• Provided information
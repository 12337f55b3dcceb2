/// Grid coordinates and movement directions.

/// A cell on the playfield. `(0, 0)` is the top-left corner.
#[derive(Clone, Copy, PartialEq, Eq, Hash, Debug)]
pub struct Position {
    pub x: i32,
    pub y: i32,
}

impl Position {
    pub const fn new(x: i32, y: i32) -> Self {
        Position { x, y }
    }

    /// The neighbouring cell one step in `dir`. May lie outside any grid.
    pub fn step(self, dir: Direction) -> Self {
        let (dx, dy) = dir.delta();
        Position { x: self.x + dx, y: self.y + dy }
    }
}

#[derive(Clone, Copy, PartialEq, Eq, Debug)]
pub enum Direction {
    Up,
    Down,
    Left,
    Right,
}

impl Direction {
    pub fn delta(self) -> (i32, i32) {
        match self {
            Direction::Up => (0, -1),
            Direction::Down => (0, 1),
            Direction::Left => (-1, 0),
            Direction::Right => (1, 0),
        }
    }

    pub fn reverse(self) -> Self {
        match self {
            Direction::Up => Direction::Down,
            Direction::Down => Direction::Up,
            Direction::Left => Direction::Right,
            Direction::Right => Direction::Left,
        }
    }

    pub fn is_reverse_of(self, other: Direction) -> bool {
        self.reverse() == other
    }
}

/// Playfield bounds. Valid cells are `0..width` × `0..height`.
#[derive(Clone, Copy, PartialEq, Eq, Debug)]
pub struct Grid {
    pub width: i32,
    pub height: i32,
}

impl Grid {
    pub fn new(width: i32, height: i32) -> Self {
        Grid { width, height }
    }

    pub fn contains(&self, p: Position) -> bool {
        p.x >= 0 && p.x < self.width && p.y >= 0 && p.y < self.height
    }

    pub fn cell_count(&self) -> usize {
        (self.width.max(0) as usize) * (self.height.max(0) as usize)
    }

    pub fn center(&self) -> Position {
        Position::new(self.width / 2, self.height / 2)
    }
}

#[cfg(test)]
mod tests {
    use super::*;

    #[test]
    fn step_moves_one_cell() {
        let p = Position::new(15, 7);
        assert_eq!(p.step(Direction::Right), Position::new(16, 7));
        assert_eq!(p.step(Direction::Up), Position::new(15, 6));
        assert_eq!(p.step(Direction::Left), Position::new(14, 7));
        assert_eq!(p.step(Direction::Down), Position::new(15, 8));
    }

    #[test]
    fn reverse_pairs() {
        assert!(Direction::Left.is_reverse_of(Direction::Right));
        assert!(Direction::Up.is_reverse_of(Direction::Down));
        assert!(!Direction::Up.is_reverse_of(Direction::Left));
        assert!(!Direction::Up.is_reverse_of(Direction::Up));
    }

    #[test]
    fn grid_bounds_are_exclusive() {
        let g = Grid::new(30, 15);
        assert!(g.contains(Position::new(0, 0)));
        assert!(g.contains(Position::new(29, 14)));
        assert!(!g.contains(Position::new(30, 7)));
        assert!(!g.contains(Position::new(-1, 7)));
        assert!(!g.contains(Position::new(5, 15)));
        assert_eq!(g.center(), Position::new(15, 7));
    }
}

• Work to complete
Write out exactly the lines above between the line with "(self.width.max(0) as usize)" and the line with "assert!(Direction::Up.is_reverse_of(Direction::Down));", inclusive, and nothing beyond them.

• Solved exercise
        (self.width.max(0) as usize) * (self.height.max(0) as usize)
    }

    pub fn center(&self) -> Position {
        Position::new(self.width / 2, self.height / 2)
    }
}

#[cfg(test)]
mod tests {
    use super::*;

    #[test]
    fn step_moves_one_cell() {
        let p = Position::new(15, 7);
        assert_eq!(p.step(Direction::Right), Position::new(16, 7));
        assert_eq!(p.step(Direction::Up), Position::new(15, 6));
        assert_eq!(p.step(Direction::Left), Position::new(14, 7));
        assert_eq!(p.step(Direction::Down), Position::new(15, 8));
    }

    #[test]
    fn reverse_pairs() {
        assert!(Direction::Left.is_reverse_of(Direction::Right));
        assert!(Direction::Up.is_reverse_of(Direction::Down));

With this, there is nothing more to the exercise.